_The task_.
Make your reply a word-for-word repeat of the records.

_Task material_.
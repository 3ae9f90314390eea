//! `serve` command: build the catalog and run the chosen transport

use clap::Args;
use std::sync::Arc;
use tracing::{error, info, warn};

use crate::auth::create_auth_provider;
use crate::catalog::{GateValues, Tier};
use crate::config::{AppConfig, ProfileSet, TransportMode, build_policy};
use crate::gitlab::{GitLabClient, detect_tier};
use crate::server::GitLabMcpHandler;
use crate::tools::RegistryManager;
use crate::transport::{HttpConfig, run_http, run_stdio};

use super::parse_transport;

#[derive(Args, Debug, Clone, Default)]
pub struct ServeArgs {
    /// Transport (stdio, http)
    #[arg(long, value_parser = parse_transport)]
    pub transport: Option<TransportMode>,

    /// HTTP bind host
    #[arg(long)]
    pub host: Option<String>,

    /// HTTP bind port
    #[arg(long)]
    pub port: Option<u16>,
}

impl ServeArgs {
    pub async fn run(config: AppConfig) -> anyhow::Result<()> {
        info!(
            version = env!("CARGO_PKG_VERSION"),
            gitlab = %config.gitlab.api_url(),
            "Starting GitLab MCP server"
        );

        let profiles = ProfileSet::load(config.tools.profiles_path.as_deref())
            .inspect_err(|e| error!(error = %e, "Failed to load profiles"))?;
        let profile = match config.tools.profile.as_deref() {
            Some(name) => {
                let (kind, profile) = profiles
                    .resolve(name)
                    .inspect_err(|e| error!(error = %e, "Failed to resolve profile"))?;
                info!(profile = name, ?kind, "Using profile");
                Some(profile)
            }
            None => None,
        };

        let auth = create_auth_provider(&config.gitlab)
            .inspect_err(|e| error!(error = %e, "Failed to create auth provider"))?;
        let gitlab = Arc::new(
            GitLabClient::new(&config.gitlab, auth)
                .inspect_err(|e| error!(error = %e, "Failed to create GitLab client"))?,
        );

        let tier = resolve_tier(&config, &gitlab).await;
        let policy = build_policy(
            &config.tools,
            profile.as_ref(),
            GateValues::from_process(),
            tier,
        );
        let manager = Arc::new(
            RegistryManager::new(policy).with_schema_mode(config.tools.schema_mode),
        );
        let handler = GitLabMcpHandler::new(&config, manager, gitlab);

        match config.server.transport {
            TransportMode::Stdio => run_stdio(handler).await,
            TransportMode::Http => {
                let http = HttpConfig::from_host_port(&config.server.host, config.server.port)?;
                run_http(handler, http).await
            }
        }
    }
}

/// Configured tier, else whatever the instance reports
async fn resolve_tier(config: &AppConfig, gitlab: &GitLabClient) -> Option<Tier> {
    match config.tools.tier.as_deref().map(str::parse::<Tier>) {
        Some(Ok(tier)) => {
            info!(%tier, "Using configured tier");
            Some(tier)
        }
        Some(Err(e)) => {
            warn!(error = %e, "Ignoring configured tier, tier filtering disabled");
            None
        }
        None => {
            let tier = detect_tier(gitlab).await;
            match tier {
                Some(tier) => info!(%tier, "Detected instance tier"),
                None => info!("Instance tier unknown, tier filtering disabled"),
            }
            tier
        }
    }
}
//! Cookie file authentication
//!
//! Reads a Netscape-format cookie jar (as written by curl or browser
//! exporters) and sends its cookies with every request. The file is re-read
//! whenever its modification time changes.

use crate::auth::provider::{AuthHeader, AuthProvider};
use crate::error::AuthError;
use crate::util::SecretString;
use async_trait::async_trait;
use std::path::{Path, PathBuf};
use std::time::SystemTime;
use tracing::debug;

#[derive(Debug)]
pub struct CookieFileProvider {
    path: PathBuf,
    cookies: SecretString,
    loaded_at: Option<SystemTime>,
}

impl CookieFileProvider {
    pub fn new(path: impl AsRef<Path>) -> Result<Self, AuthError> {
        let path = PathBuf::from(shellexpand::tilde(&path.as_ref().to_string_lossy()).as_ref());
        let content = std::fs::read_to_string(&path).map_err(|e| cookie_error(&path, e))?;
        let cookies = parse_cookie_file(&content);
        if cookies.is_empty() {
            return Err(AuthError::CookieFile {
                path: path.display().to_string(),
                reason: "no cookies found".to_string(),
            });
        }

        Ok(Self {
            loaded_at: modified(&path),
            cookies: SecretString::new(cookies),
            path,
        })
    }
}

fn cookie_error(path: &Path, e: std::io::Error) -> AuthError {
    AuthError::CookieFile {
        path: path.display().to_string(),
        reason: e.to_string(),
    }
}

fn modified(path: &Path) -> Option<SystemTime> {
    std::fs::metadata(path).and_then(|m| m.modified()).ok()
}

/// Netscape format: `domain  flag  path  secure  expiry  name  value`,
/// tab separated. `#HttpOnly_` prefixed lines are cookies, other `#` lines
/// are comments.
pub fn parse_cookie_file(content: &str) -> String {
    content
        .lines()
        .filter_map(|line| {
            let line = line.strip_prefix("#HttpOnly_").unwrap_or(line);
            if line.trim().is_empty() || line.starts_with('#') {
                return None;
            }
            let fields: Vec<&str> = line.split('\t').collect();
            if fields.len() < 7 {
                return None;
            }
            Some(format!("{}={}", fields[5].trim(), fields[6].trim()))
        })
        .collect::<Vec<_>>()
        .join("; ")
}

#[async_trait]
impl AuthProvider for CookieFileProvider {
    async fn get_auth_header(&self) -> Result<AuthHeader, AuthError> {
        Ok(AuthHeader::Cookie(self.cookies.clone()))
    }

    fn needs_refresh(&self) -> bool {
        modified(&self.path) != self.loaded_at
    }

    async fn refresh(&mut self) -> Result<(), AuthError> {
        let content = tokio::fs::read_to_string(&self.path)
            .await
            .map_err(|e| cookie_error(&self.path, e))?;
        self.cookies = SecretString::new(parse_cookie_file(&content));
        self.loaded_at = modified(&self.path);
        debug!(path = %self.path.display(), "Reloaded cookie file");
        Ok(())
    }

    fn auth_type(&self) -> &'static str {
        "Cookie file"
    }
}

_Solution to this problem_.
repository 3ae9f90314390eea
//! `serve` command: build the catalog and run the chosen transport

use clap::Args;
use std::sync::Arc;
use tracing::{error, info, warn};

use crate::auth::create_auth_provider;
use crate::catalog::{GateValues, Tier};
use crate::config::{AppConfig, ProfileSet, TransportMode, build_policy};
use crate::gitlab::{GitLabClient, detect_tier};
use crate::server::GitLabMcpHandler;
use crate::tools::RegistryManager;
use crate::transport::{HttpConfig, run_http, run_stdio};

use super::parse_transport;

#[derive(Args, Debug, Clone, Default)]
pub struct ServeArgs {
    /// Transport (stdio, http)
    #[arg(long, value_parser = parse_transport)]
    pub transport: Option<TransportMode>,

    /// HTTP bind host
    #[arg(long)]
    pub host: Option<String>,

    /// HTTP bind port
    #[arg(long)]
    pub port: Option<u16>,
}

impl ServeArgs {
    pub async fn run(config: AppConfig) -> anyhow::Result<()> {
        info!(
            version = env!("CARGO_PKG_VERSION"),
            gitlab = %config.gitlab.api_url(),
            "Starting GitLab MCP server"
        );

        let profiles = ProfileSet::load(config.tools.profiles_path.as_deref())
            .inspect_err(|e| error!(error = %e, "Failed to load profiles"))?;
        let profile = match config.tools.profile.as_deref() {
            Some(name) => {
                let (kind, profile) = profiles
                    .resolve(name)
                    .inspect_err(|e| error!(error = %e, "Failed to resolve profile"))?;
                info!(profile = name, ?kind, "Using profile");
                Some(profile)
            }
            None => None,
        };

        let auth = create_auth_provider(&config.gitlab)
            .inspect_err(|e| error!(error = %e, "Failed to create auth provider"))?;
        let gitlab = Arc::new(
            GitLabClient::new(&config.gitlab, auth)
                .inspect_err(|e| error!(error = %e, "Failed to create GitLab client"))?,
        );

        let tier = resolve_tier(&config, &gitlab).await;
        let policy = build_policy(
            &config.tools,
            profile.as_ref(),
            GateValues::from_process(),
            tier,
        );
        let manager = Arc::new(
            RegistryManager::new(policy).with_schema_mode(config.tools.schema_mode),
        );
        let handler = GitLabMcpHandler::new(&config, manager, gitlab);

        match config.server.transport {
            TransportMode::Stdio => run_stdio(handler).await,
            TransportMode::Http => {
                let http = HttpConfig::from_host_port(&config.server.host, config.server.port)?;
                run_http(handler, http).await
            }
        }
    }
}

/// Configured tier, else whatever the instance reports
async fn resolve_tier(config: &AppConfig, gitlab: &GitLabClient) -> Option<Tier> {
    match config.tools.tier.as_deref().map(str::parse::<Tier>) {
        Some(Ok(tier)) => {
            info!(%tier, "Using configured tier");
            Some(tier)
        }
        Some(Err(e)) => {
            warn!(error = %e, "Ignoring configured tier, tier filtering disabled");
            None
        }
        None => {
            let tier = detect_tier(gitlab).await;
            match tier {
                Some(tier) => info!(%tier, "Detected instance tier"),
                None => info!("Instance tier unknown, tier filtering disabled"),
            }
            tier
        }
    }
}
//! Cookie file authentication
//!
//! Reads a Netscape-format cookie jar (as written by curl or browser
//! exporters) and sends its cookies with every request. The file is re-read
//! whenever its modification time changes.

use crate::auth::provider::{AuthHeader, AuthProvider};
use crate::error::AuthError;
use crate::util::SecretString;
use async_trait::async_trait;
use std::path::{Path, PathBuf};
use std::time::SystemTime;
use tracing::debug;

#[derive(Debug)]
pub struct CookieFileProvider {
    path: PathBuf,
    cookies: SecretString,
    loaded_at: Option<SystemTime>,
}

impl CookieFileProvider {
    pub fn new(path: impl AsRef<Path>) -> Result<Self, AuthError> {
        let path = PathBuf::from(shellexpand::tilde(&path.as_ref().to_string_lossy()).as_ref());
        let content = std::fs::read_to_string(&path).map_err(|e| cookie_error(&path, e))?;
        let cookies = parse_cookie_file(&content);
        if cookies.is_empty() {
            return Err(AuthError::CookieFile {
                path: path.display().to_string(),
                reason: "no cookies found".to_string(),
            });
        }

        Ok(Self {
            loaded_at: modified(&path),
            cookies: SecretString::new(cookies),
            path,
        })
    }
}

fn cookie_error(path: &Path, e: std::io::Error) -> AuthError {
    AuthError::CookieFile {
        path: path.display().to_string(),
        reason: e.to_string(),
    }
}

fn modified(path: &Path) -> Option<SystemTime> {
    std::fs::metadata(path).and_then(|m| m.modified()).ok()
}

/// Netscape format: `domain  flag  path  secure  expiry  name  value`,
/// tab separated. `#HttpOnly_` prefixed lines are cookies, other `#` lines
/// are comments.
pub fn parse_cookie_file(content: &str) -> String {
    content
        .lines()
        .filter_map(|line| {
            let line = line.strip_prefix("#HttpOnly_").unwrap_or(line);
            if line.trim().is_empty() || line.starts_with('#') {
                return None;
            }
            let fields: Vec<&str> = line.split('\t').collect();
            if fields.len() < 7 {
                return None;
            }
            Some(format!("{}={}", fields[5].trim(), fields[6].trim()))
        })
        .collect::<Vec<_>>()
        .join("; ")
}

#[async_trait]
impl AuthProvider for CookieFileProvider {
    async fn get_auth_header(&self) -> Result<AuthHeader, AuthError> {
        Ok(AuthHeader::Cookie(self.cookies.clone()))
    }

    fn needs_refresh(&self) -> bool {
        modified(&self.path) != self.loaded_at
    }

    async fn refresh(&mut self) -> Result<(), AuthError> {
        let content = tokio::fs::read_to_string(&self.path)
            .await
            .map_err(|e| cookie_error(&self.path, e))?;
        self.cookies = SecretString::new(parse_cookie_file(&content));
        self.loaded_at = modified(&self.path);
        debug!(path = %self.path.display(), "Reloaded cookie file");
        Ok(())
    }

    fn auth_type(&self) -> &'static str {
        "Cookie file"
    }
}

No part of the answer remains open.